Indeed, there is little precedent for the scale, scope and depth of adverse shocks affecting the region. On the supply side, the legacy of pandemic-related disruptions has been reinforced by the most significant energy crisis in decades. The geopolitical fallout from the Russia-Ukraine conflict has materialized in embargoes, sanctions and trade bans, which have adversely affected Europe’s utilities and energy-intensive industries.
On the demand side, the strong momentum of the post-pandemic economic recovery has begun to wane as high and rising inflation dampens disposable incomes, weighing on consumer and business sentiment.
As a result, the Eurozone was severely affected by the difficult combination of low and slow growth with high and rising inflation.
However, despite the challenges, the Eurozone has so far been more resilient than most analysts expected, especially those expecting a deep and lasting recession. In this article, we look at three factors that explain the resilience of the eurozone economy.
First, the Eurozone has consistently beaten expectations over the past few months, with data still pointing to a robust and expanding economy. In fact, the region beat most forecasts, recording annual growth of 4% and 2.1% in the second and third quarters of 2022, respectively. This solid performance was supported by personal consumption spending, a strong summer season for tourism and services, as well as post-Covid inventory growth.
Moreover, although high-frequency activity data such as the PMI has been weak for months, it is starting to show the first signs of stabilization. This suggests that the fundamentals of the European economy were stronger than previously thought, especially in relation to the labor market and household consumption.
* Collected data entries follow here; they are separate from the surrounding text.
//! SCADA gateway - HTTP API over one authenticated SCADA WebSocket session
//!
//! The gateway keeps a single long-lived, authenticated WebSocket session with
//! a SCADA endpoint and serves its resources over HTTP. Each HTTP request is
//! answered from the on-disk cache while the session is connected, or by one
//! correlated round trip over the live socket.
//!
//! ## Components
//!
//! - **Session**: owns the socket and the connection state machine
//! - **Correlator**: matches untagged replies to requests by discriminator
//! - **Gateway**: readiness, login handshake and cache-or-fetch
//! - **Cache**: one JSON file per resource plus the persisted state record
//! - **Server**: hyper HTTP front end

pub mod cache;
pub mod capture;
pub mod config;
pub mod correlator;
pub mod credentials;
pub mod gateway;
pub mod protocol;
pub mod routes;
pub mod server;
pub mod session;
pub mod types;

pub use config::Args;
pub use gateway::{Gateway, Timeouts};
pub use server::run;
pub use session::{ConnectionState, Session};
pub use types::{GatewayError, Result};
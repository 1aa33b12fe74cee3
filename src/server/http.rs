//! HTTP server implementation
//!
//! Uses hyper http1 with TokioIo for async handling.

use bytes::Bytes;
use http_body_util::{BodyExt, Full};
use hyper::body::Incoming;
use hyper::header::{
    HeaderValue, ACCESS_CONTROL_ALLOW_HEADERS, ACCESS_CONTROL_ALLOW_METHODS,
    ACCESS_CONTROL_ALLOW_ORIGIN,
};
use hyper::server::conn::http1;
use hyper::service::service_fn;
use hyper::{Method, Request, Response, StatusCode};
use hyper_util::rt::TokioIo;
use serde_json::json;
use std::convert::Infallible;
use std::net::SocketAddr;
use std::sync::Arc;
use tokio::net::TcpListener;
use tracing::{error, info};

use crate::gateway::Gateway;
use crate::routes::{self, api::Query, DumpView};
use crate::types::{GatewayError, Result};

/// Start the HTTP server on `listen` and serve until the process exits
pub async fn run(gateway: Arc<Gateway>, listen: SocketAddr) -> Result<()> {
    let listener = TcpListener::bind(listen).await?;
    info!("SCADA gateway listening on {}", listen);
    serve(gateway, listener).await
}

/// Serve connections from an already bound listener
pub async fn serve(gateway: Arc<Gateway>, listener: TcpListener) -> Result<()> {
    loop {
        match listener.accept().await {
            Ok((stream, addr)) => {
                let gateway = Arc::clone(&gateway);
                tokio::spawn(async move {
                    let io = TokioIo::new(stream);

                    let service = service_fn(move |req| {
                        let gateway = Arc::clone(&gateway);
                        async move { handle_request(gateway, addr, req).await }
                    });

                    if let Err(err) = http1::Builder::new().serve_connection(io, service).await {
                        error!("Error serving connection from {}: {:?}", addr, err);
                    }
                });
            }
            Err(e) => {
                error!("Error accepting connection: {:?}", e);
            }
        }
    }
}

/// Route incoming HTTP requests
async fn handle_request(
    gateway: Arc<Gateway>,
    addr: SocketAddr,
    req: Request<Incoming>,
) -> std::result::Result<Response<Full<Bytes>>, Infallible> {
    let method = req.method().clone();
    let path = req.uri().path().to_string();
    let query = Query::parse(req.uri().query());

    info!("[{}] {} {}", addr, method, path);

    let response = match (method, path.as_str()) {
        (Method::OPTIONS, _) => preflight_response(),

        (Method::GET, "/api/health") => routes::health_check(&gateway),

        (Method::GET, "/api/node_list") => routes::handle_node_list(gateway).await,

        (Method::GET, "/api/devx_list") => routes::handle_device_list(gateway, &query).await,

        (Method::GET, "/api/dump_devm") => {
            routes::handle_device_dump(gateway, &query, DumpView::Parameters).await
        }
        (Method::GET, "/api/dump_devm_param_names") => {
            routes::handle_device_dump(gateway, &query, DumpView::ParameterNames).await
        }
        (Method::GET, "/api/dump_devm_alarm") => {
            routes::handle_device_dump(gateway, &query, DumpView::Alarm).await
        }
        (Method::GET, "/api/dump_devm_leds") => {
            routes::handle_device_dump(gateway, &query, DumpView::Leds).await
        }

        (Method::POST, "/api/any") => match req.into_body().collect().await {
            Ok(body) => routes::handle_any(gateway, &body.to_bytes()).await,
            Err(e) => routes::error_response(GatewayError::BadRequest(format!(
                "Failed to read body: {}",
                e
            ))),
        },

        (Method::GET, "/api/restart") => routes::handle_restart(gateway),

        _ => not_found_response(),
    };

    Ok(response)
}

/// CORS preflight response
fn preflight_response() -> Response<Full<Bytes>> {
    let mut response = Response::new(Full::new(Bytes::new()));
    let headers = response.headers_mut();
    headers.insert(ACCESS_CONTROL_ALLOW_ORIGIN, HeaderValue::from_static("*"));
    headers.insert(ACCESS_CONTROL_ALLOW_HEADERS, HeaderValue::from_static("*"));
    headers.insert(
        ACCESS_CONTROL_ALLOW_METHODS,
        HeaderValue::from_static("GET, POST, OPTIONS"),
    );
    response
}

fn not_found_response() -> Response<Full<Bytes>> {
    routes::json_response(StatusCode::NOT_FOUND, &json!({ "error": "Not found" }))
}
Second, the outlook for the European energy crisis this winter has improved markedly, allowing for more stable industrial production and less severe utility consumption. The positive developments seen so far are due to milder winters on average, more efficient energy saving mechanisms, higher gas reserves last summer and more stable regional energy production.
Crucially, Dutch TTF natural gas prices, the benchmark for Europe, have reversed much of the historic rally that began in the summer when Russia announced it would no longer export gas to Europe via the Nord Stream pipeline. More affordable gas prices relieve both households and governments due to lower utility costs and reduced budget commitments for energy subsidies, which boost disposable incomes.
Thirdly, the policy implemented this time also lays the groundwork for growth in the euro zone. In contrast to previous economic crises in the Eurozone, there are few fundamental differences regarding potential support measures if new risks materialize. There is little desire for overly tight fiscal discipline, as even countries such as Germany, Austria and the Netherlands, which have historically run persistent budget surpluses, are now running deficits.
This is due to the need to finance energy subsidies and direct transfers to cash-strapped households, utilities and businesses. In other words, budget deficits are now commonplace in the eurozone. Therefore, there is a consensus on urgent budgetary measures and even urgent support from the European Central Bank (ECB). This should provide the necessary institutional safety net for further policy action if required.
Overall, the economic challenges are significant and the outlook for the euro area is still quite difficult. A regional recession for Q4 2022-Q1 2023 is almost a given. However, the deep recession expected by some analysts should be avoided. Stable fundamentals, a better managed energy crisis this winter and greater political unity offer some comfort and support. This should allow for a 0.5% increase in eurozone GDP in 2023.